----- DATA UNDER STUDY -----
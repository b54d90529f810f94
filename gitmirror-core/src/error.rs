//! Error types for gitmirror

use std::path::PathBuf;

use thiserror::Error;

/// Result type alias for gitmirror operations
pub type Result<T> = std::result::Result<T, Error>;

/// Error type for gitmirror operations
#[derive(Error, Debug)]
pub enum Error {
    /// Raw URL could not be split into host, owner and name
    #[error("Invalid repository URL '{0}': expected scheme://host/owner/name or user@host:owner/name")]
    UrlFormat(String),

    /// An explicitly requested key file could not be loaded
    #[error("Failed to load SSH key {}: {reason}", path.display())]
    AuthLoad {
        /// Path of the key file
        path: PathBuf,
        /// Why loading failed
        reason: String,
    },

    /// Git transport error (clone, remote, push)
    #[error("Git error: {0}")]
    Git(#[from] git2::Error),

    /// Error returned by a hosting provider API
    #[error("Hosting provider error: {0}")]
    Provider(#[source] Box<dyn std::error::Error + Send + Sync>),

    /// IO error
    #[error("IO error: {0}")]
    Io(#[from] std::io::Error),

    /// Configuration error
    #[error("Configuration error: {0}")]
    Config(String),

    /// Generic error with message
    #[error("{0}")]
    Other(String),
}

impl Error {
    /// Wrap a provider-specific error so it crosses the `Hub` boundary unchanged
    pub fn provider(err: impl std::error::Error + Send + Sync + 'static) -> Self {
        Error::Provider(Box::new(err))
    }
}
-----
----- DATA UNDER STUDY -----
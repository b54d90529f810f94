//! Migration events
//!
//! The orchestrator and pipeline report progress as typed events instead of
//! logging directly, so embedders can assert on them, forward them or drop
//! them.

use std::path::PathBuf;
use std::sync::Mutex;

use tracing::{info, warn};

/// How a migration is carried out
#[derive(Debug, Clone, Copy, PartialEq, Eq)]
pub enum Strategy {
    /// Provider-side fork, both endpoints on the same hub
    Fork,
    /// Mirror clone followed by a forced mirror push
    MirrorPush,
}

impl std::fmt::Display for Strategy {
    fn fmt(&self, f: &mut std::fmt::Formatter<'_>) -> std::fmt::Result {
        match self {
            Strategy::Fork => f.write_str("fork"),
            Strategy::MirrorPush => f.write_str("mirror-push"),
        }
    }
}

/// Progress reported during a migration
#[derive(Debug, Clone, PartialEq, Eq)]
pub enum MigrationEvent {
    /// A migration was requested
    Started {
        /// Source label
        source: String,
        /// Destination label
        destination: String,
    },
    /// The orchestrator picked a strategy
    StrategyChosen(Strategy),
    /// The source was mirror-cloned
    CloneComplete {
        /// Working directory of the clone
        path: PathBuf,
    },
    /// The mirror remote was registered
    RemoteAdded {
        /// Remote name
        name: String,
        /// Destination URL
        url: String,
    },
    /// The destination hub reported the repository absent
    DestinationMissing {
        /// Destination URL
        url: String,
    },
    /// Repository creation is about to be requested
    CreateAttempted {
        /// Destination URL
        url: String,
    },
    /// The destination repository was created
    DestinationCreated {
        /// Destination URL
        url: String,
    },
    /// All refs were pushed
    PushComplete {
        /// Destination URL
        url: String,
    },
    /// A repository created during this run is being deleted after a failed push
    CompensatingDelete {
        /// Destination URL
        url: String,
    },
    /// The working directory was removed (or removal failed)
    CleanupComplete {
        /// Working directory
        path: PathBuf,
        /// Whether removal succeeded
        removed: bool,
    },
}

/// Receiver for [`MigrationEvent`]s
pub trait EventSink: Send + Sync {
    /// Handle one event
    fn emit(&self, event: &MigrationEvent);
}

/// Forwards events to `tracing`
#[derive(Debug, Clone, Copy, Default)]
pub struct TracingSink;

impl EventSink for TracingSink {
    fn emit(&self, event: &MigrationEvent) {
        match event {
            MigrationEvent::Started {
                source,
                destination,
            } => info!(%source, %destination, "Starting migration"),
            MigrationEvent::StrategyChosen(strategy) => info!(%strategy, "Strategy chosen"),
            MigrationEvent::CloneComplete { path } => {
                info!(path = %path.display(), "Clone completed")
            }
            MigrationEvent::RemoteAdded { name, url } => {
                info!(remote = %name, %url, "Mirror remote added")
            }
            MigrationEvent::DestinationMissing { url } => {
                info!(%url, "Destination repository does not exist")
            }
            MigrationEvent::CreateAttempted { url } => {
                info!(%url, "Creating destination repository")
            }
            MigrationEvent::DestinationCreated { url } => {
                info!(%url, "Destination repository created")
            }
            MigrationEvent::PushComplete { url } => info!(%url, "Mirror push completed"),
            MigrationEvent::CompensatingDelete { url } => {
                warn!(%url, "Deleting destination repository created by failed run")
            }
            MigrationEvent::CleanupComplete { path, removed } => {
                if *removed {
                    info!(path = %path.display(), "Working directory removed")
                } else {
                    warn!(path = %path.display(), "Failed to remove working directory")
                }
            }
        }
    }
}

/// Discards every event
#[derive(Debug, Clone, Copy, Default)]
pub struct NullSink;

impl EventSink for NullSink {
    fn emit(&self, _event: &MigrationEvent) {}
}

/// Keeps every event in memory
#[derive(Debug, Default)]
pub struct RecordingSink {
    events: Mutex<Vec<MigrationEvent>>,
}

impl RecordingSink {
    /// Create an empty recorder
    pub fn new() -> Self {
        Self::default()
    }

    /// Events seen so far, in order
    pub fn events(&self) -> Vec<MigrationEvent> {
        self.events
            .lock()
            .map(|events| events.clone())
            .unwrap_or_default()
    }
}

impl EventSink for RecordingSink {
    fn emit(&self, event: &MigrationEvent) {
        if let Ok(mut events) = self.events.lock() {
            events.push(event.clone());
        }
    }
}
-----
**REQUIRED ACTION:** Wherever the word "TracingSink" appears in the entries above, copy that whole line.

**SOLUTION TO THIS TASK:**
pub struct TracingSink;
impl EventSink for TracingSink {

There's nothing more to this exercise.